From 1968 to 1985 general elections were rigged in Guyana. The fact that we had then a government that did not enjoy the will of the people, as determined by free and fair elections, did not delegitimize the actions of the governments during that period. The actions of those administrations, while being deemed as actions of an undemocratic government, were not for all intents and purposes recognized as coming from the government of the country.
The ERC therefore still exists until such time as its life runs its course, after which constitutional provisions have to be activated to appoint a new commission. The present commission had its life extended by the government, something that is contested by the opposition.
The budget cuts by the opposition are seen as an attempt to signal its non-recognition of the extension of the life of the commission. But here the opposition failed to make a distinction between the constitutional body proper and its officers. The institution continues until it is dissolved via a constitutional amendment.
On the question of reform, it is worrying to hear explanations that the opposition may have been attempting reforms by withholding funding. The ERC is a constitutional body that should be independent of such influence. The very suggestion that the opposition may have been attempting to influence reforms by withholding funding can be interpreted as being in contempt of the independence of a constitutional commission.
If the opposition on the other hand wanted to signal its disapproval of the extension of the life of the commission because it feels this was unlawful, a better recourse would have been to challenge this extension in court. But to cripple a constitutional commission simply because of concerns about the manner in which it was reconstituted sends a dangerous precedent, because it opens the possibility that all constitutional offices, including the Office of the Auditor General, could feel threatened by the possibility of future cuts, and therefore may become beholden to the concerns of the opposition because of the fear of being axed out of existence.

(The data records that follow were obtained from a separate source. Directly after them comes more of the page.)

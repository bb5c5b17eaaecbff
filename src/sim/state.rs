//! Game state and core simulation types
//!
//! The [`GameState`] aggregate is the single mutable value owned by the
//! simulation loop; every sub-entity is owned by it exclusively. Renderers
//! read it through the snapshot accessors and never mutate it.

use std::fmt;

use glam::Vec2;
use serde::{Deserialize, Serialize};

use super::geom::Aabb;
use crate::consts::*;

/// Current phase of gameplay
#[derive(Debug, Clone, Copy, PartialEq, Eq, Serialize, Deserialize)]
pub enum GamePhase {
    /// Active gameplay
    Playing,
    /// Ticking suspended by the player; resumes where it left off
    Paused,
    /// A life was just lost; waiting for the continue input
    LifeLost,
    /// Out of lives. Terminal
    GameOver,
    /// Every brick destroyed. Terminal
    Complete,
}

/// The playfield bounds, fixed for a session
#[derive(Debug, Clone, Copy, PartialEq, Serialize, Deserialize)]
pub struct Arena {
    pub width: f32,
    pub height: f32,
}

/// The ball
#[derive(Debug, Clone, Copy, PartialEq, Serialize, Deserialize)]
pub struct Ball {
    pub pos: Vec2,
    pub vel: Vec2,
    pub radius: f32,
}

impl Ball {
    /// Spawn centered horizontally, a fixed offset above the bottom edge,
    /// always launching up and to the right
    pub fn spawn(arena: &Arena, radius: f32, speed: f32) -> Self {
        Self {
            pos: Vec2::new(arena.width / 2.0, arena.height - BALL_SPAWN_OFFSET),
            vel: Vec2::new(speed, -speed),
            radius,
        }
    }

    /// Circumscribing square used for all collision tests
    pub fn rect(&self) -> Aabb {
        Aabb::from_center_half_extent(self.pos, self.radius)
    }
}

/// The player's paddle
#[derive(Debug, Clone, Copy, PartialEq, Serialize, Deserialize)]
pub struct Paddle {
    pub pos: Vec2,
    pub width: f32,
    pub height: f32,
    /// Horizontal distance covered per tick at full input
    pub speed: f32,
}

impl Paddle {
    /// Spawn centered horizontally, flush with the bottom edge
    pub fn spawn(arena: &Arena, width: f32, height: f32, speed: f32) -> Self {
        Self {
            pos: Vec2::new((arena.width - width) / 2.0, arena.height - height),
            width,
            height,
            speed,
        }
    }

    /// Move horizontally by `delta`, clamped to the arena. Oversized deltas
    /// clamp silently; per-frame input is always a small increment.
    pub fn move_by(&mut self, delta: f32, arena: &Arena) {
        self.pos.x = (self.pos.x + delta).clamp(0.0, arena.width - self.width);
    }

    pub fn rect(&self) -> Aabb {
        Aabb::from_pos_size(self.pos, Vec2::new(self.width, self.height))
    }
}

/// A single brick
#[derive(Debug, Clone, Copy, PartialEq, Serialize, Deserialize)]
pub struct Brick {
    pub pos: Vec2,
    pub width: f32,
    pub height: f32,
    /// One-way flag: set by the collision resolver, never cleared.
    /// Destroyed bricks stay in the collection and are logically inert
    pub destroyed: bool,
}

impl Brick {
    pub fn rect(&self) -> Aabb {
        Aabb::from_pos_size(self.pos, Vec2::new(self.width, self.height))
    }
}

/// The brick field, laid out once per session
#[derive(Debug, Clone, PartialEq, Serialize, Deserialize)]
pub struct BrickGrid {
    pub bricks: Vec<Brick>,
    pub rows: u32,
    pub cols: u32,
    pub brick_width: f32,
    pub brick_height: f32,
    pub margin: f32,
}

/// Brick cell size before ceil rounding. Negative when the margins leave no
/// room for the grid, which validation rejects up front.
fn raw_cell_size(arena: &Arena, rows: u32, cols: u32, margin: f32) -> (f32, f32) {
    (
        (arena.width - (cols + 1) as f32 * margin) / cols as f32,
        (arena.height / 2.0 - (rows + 1) as f32 * margin) / rows as f32,
    )
}

impl BrickGrid {
    /// Deterministic grid placement over the upper half of the arena.
    ///
    /// Insertion order is column-major, but positions depend only on the
    /// indices, so iteration order carries no gameplay meaning.
    pub fn layout(arena: &Arena, rows: u32, cols: u32, margin: f32) -> Self {
        let (cell_w, cell_h) = raw_cell_size(arena, rows, cols, margin);
        let brick_width = cell_w.ceil();
        let brick_height = cell_h.ceil();

        let mut bricks = Vec::with_capacity((rows * cols) as usize);
        for col in 0..cols {
            for row in 0..rows {
                bricks.push(Brick {
                    pos: Vec2::new(
                        col as f32 * brick_width + margin * (col + 1) as f32,
                        row as f32 * brick_height + margin * (row + 1) as f32,
                    ),
                    width: brick_width,
                    height: brick_height,
                    destroyed: false,
                });
            }
        }

        log::debug!("laid out {rows}x{cols} bricks at {brick_width}x{brick_height}");

        Self {
            bricks,
            rows,
            cols,
            brick_width,
            brick_height,
            margin,
        }
    }

    /// Total brick count, destroyed or not
    pub fn total(&self) -> u32 {
        self.rows * self.cols
    }
}

/// Session configuration, validated once at construction
#[derive(Debug, Clone, Copy, PartialEq, Serialize, Deserialize)]
#[serde(default)]
pub struct GameConfig {
    pub arena_width: f32,
    pub arena_height: f32,
    pub ball_radius: f32,
    pub ball_speed: f32,
    pub brick_rows: u32,
    pub brick_cols: u32,
    pub brick_margin: f32,
    pub paddle_width: f32,
    pub paddle_height: f32,
    pub paddle_speed: f32,
    pub start_lives: u32,
}

impl Default for GameConfig {
    fn default() -> Self {
        Self {
            arena_width: ARENA_WIDTH,
            arena_height: ARENA_HEIGHT,
            ball_radius: BALL_RADIUS,
            ball_speed: BALL_SPEED,
            brick_rows: BRICK_ROWS,
            brick_cols: BRICK_COLS,
            brick_margin: BRICK_MARGIN,
            paddle_width: PADDLE_WIDTH,
            paddle_height: PADDLE_HEIGHT,
            paddle_speed: PADDLE_SPEED,
            start_lives: START_LIVES,
        }
    }
}

impl GameConfig {
    /// Reject malformed configurations before any state is built
    pub fn validate(&self) -> Result<(), ConfigError> {
        if self.arena_width <= 0.0 || self.arena_height <= 0.0 {
            return Err(ConfigError::InvalidArena {
                width: self.arena_width,
                height: self.arena_height,
            });
        }
        if self.brick_rows == 0 || self.brick_cols == 0 {
            return Err(ConfigError::EmptyGrid {
                rows: self.brick_rows,
                cols: self.brick_cols,
            });
        }
        if self.ball_radius <= 0.0 || self.ball_speed <= 0.0 {
            return Err(ConfigError::InvalidBall {
                radius: self.ball_radius,
                speed: self.ball_speed,
            });
        }
        if self.paddle_width <= 0.0 || self.paddle_height <= 0.0 || self.paddle_speed <= 0.0 {
            return Err(ConfigError::InvalidPaddle {
                width: self.paddle_width,
                height: self.paddle_height,
                speed: self.paddle_speed,
            });
        }
        if self.brick_margin < 0.0 {
            return Err(ConfigError::NegativeMargin {
                margin: self.brick_margin,
            });
        }
        if self.start_lives == 0 {
            return Err(ConfigError::NoStartingLives);
        }

        let arena = Arena {
            width: self.arena_width,
            height: self.arena_height,
        };
        let (cell_w, cell_h) = raw_cell_size(&arena, self.brick_rows, self.brick_cols, self.brick_margin);
        if cell_w <= 0.0 || cell_h <= 0.0 {
            return Err(ConfigError::GridDoesNotFit {
                brick_width: cell_w,
                brick_height: cell_h,
            });
        }

        Ok(())
    }
}

/// Rejected configuration; the simulation never starts in a malformed state
#[derive(Debug, Clone, Copy, PartialEq)]
pub enum ConfigError {
    /// Arena dimensions must both be positive
    InvalidArena { width: f32, height: f32 },
    /// The grid needs at least one row and one column
    EmptyGrid { rows: u32, cols: u32 },
    /// Ball radius and speed must both be positive
    InvalidBall { radius: f32, speed: f32 },
    /// Paddle dimensions and speed must all be positive
    InvalidPaddle { width: f32, height: f32, speed: f32 },
    /// Brick margin cannot be negative
    NegativeMargin { margin: f32 },
    /// A game with zero lives would be over before the first tick
    NoStartingLives,
    /// The margins leave no positive cell size for the bricks
    GridDoesNotFit { brick_width: f32, brick_height: f32 },
}

impl fmt::Display for ConfigError {
    fn fmt(&self, f: &mut fmt::Formatter<'_>) -> fmt::Result {
        match self {
            ConfigError::InvalidArena { width, height } => {
                write!(f, "arena dimensions must be positive, got {width}x{height}")
            }
            ConfigError::EmptyGrid { rows, cols } => {
                write!(f, "brick grid must be non-empty, got {rows}x{cols}")
            }
            ConfigError::InvalidBall { radius, speed } => {
                write!(f, "ball radius and speed must be positive, got radius {radius}, speed {speed}")
            }
            ConfigError::InvalidPaddle { width, height, speed } => {
                write!(
                    f,
                    "paddle dimensions and speed must be positive, got {width}x{height} at speed {speed}"
                )
            }
            ConfigError::NegativeMargin { margin } => {
                write!(f, "brick margin cannot be negative, got {margin}")
            }
            ConfigError::NoStartingLives => write!(f, "starting lives must be at least 1"),
            ConfigError::GridDoesNotFit { brick_width, brick_height } => {
                write!(
                    f,
                    "brick margins leave no room for the grid (cell would be {brick_width}x{brick_height})"
                )
            }
        }
    }
}

impl std::error::Error for ConfigError {}

/// Complete game state, the single mutable aggregate owned by the
/// simulation loop
#[derive(Debug, Clone, PartialEq, Serialize, Deserialize)]
pub struct GameState {
    pub arena: Arena,
    pub ball: Ball,
    pub paddle: Paddle,
    pub grid: BrickGrid,
    pub score: u32,
    pub lives: u32,
    /// Count of bricks with `destroyed` set; monotonically non-decreasing
    pub destroyed_count: u32,
    pub phase: GamePhase,
    /// Retained so ball and paddle resets reuse the session's tuning
    config: GameConfig,
}

impl GameState {
    /// Validate the configuration and build the starting state
    pub fn new(config: GameConfig) -> Result<Self, ConfigError> {
        config.validate()?;

        let arena = Arena {
            width: config.arena_width,
            height: config.arena_height,
        };

        Ok(Self {
            ball: Ball::spawn(&arena, config.ball_radius, config.ball_speed),
            paddle: Paddle::spawn(
                &arena,
                config.paddle_width,
                config.paddle_height,
                config.paddle_speed,
            ),
            grid: BrickGrid::layout(&arena, config.brick_rows, config.brick_cols, config.brick_margin),
            score: 0,
            lives: config.start_lives,
            destroyed_count: 0,
            phase: GamePhase::Playing,
            arena,
            config,
        })
    }

    /// Put the ball back at its spawn point (after a lost life)
    pub fn reset_ball(&mut self) {
        self.ball = Ball::spawn(&self.arena, self.config.ball_radius, self.config.ball_speed);
    }

    /// Re-center the paddle (after a lost life)
    pub fn reset_paddle(&mut self) {
        self.paddle = Paddle::spawn(
            &self.arena,
            self.config.paddle_width,
            self.config.paddle_height,
            self.config.paddle_speed,
        );
    }

    pub fn config(&self) -> &GameConfig {
        &self.config
    }

    /// Ball bounds for the renderer
    pub fn ball_rect(&self) -> Aabb {
        self.ball.rect()
    }

    /// Paddle bounds for the renderer
    pub fn paddle_rect(&self) -> Aabb {
        self.paddle.rect()
    }

    /// Brick bounds and destroyed flags for the renderer
    pub fn brick_rects(&self) -> impl Iterator<Item = (Aabb, bool)> + '_ {
        self.grid.bricks.iter().map(|b| (b.rect(), b.destroyed))
    }
}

The budget cuts to the ERC therefore constitute a threat towards the independence of all constitutional offices and commissions, because these bodies may now feel that their future is now dependent on how the opposition parties feel about them.
All of this makes a mockery of the motion that the opposition recently passed calling for the independence of the judiciary. But because of the powers that the opposition now has in withholding funding for constitutional commissions and other agencies, this power can be viewed as having the potential of compromising the independence of constitutional offices and commissions.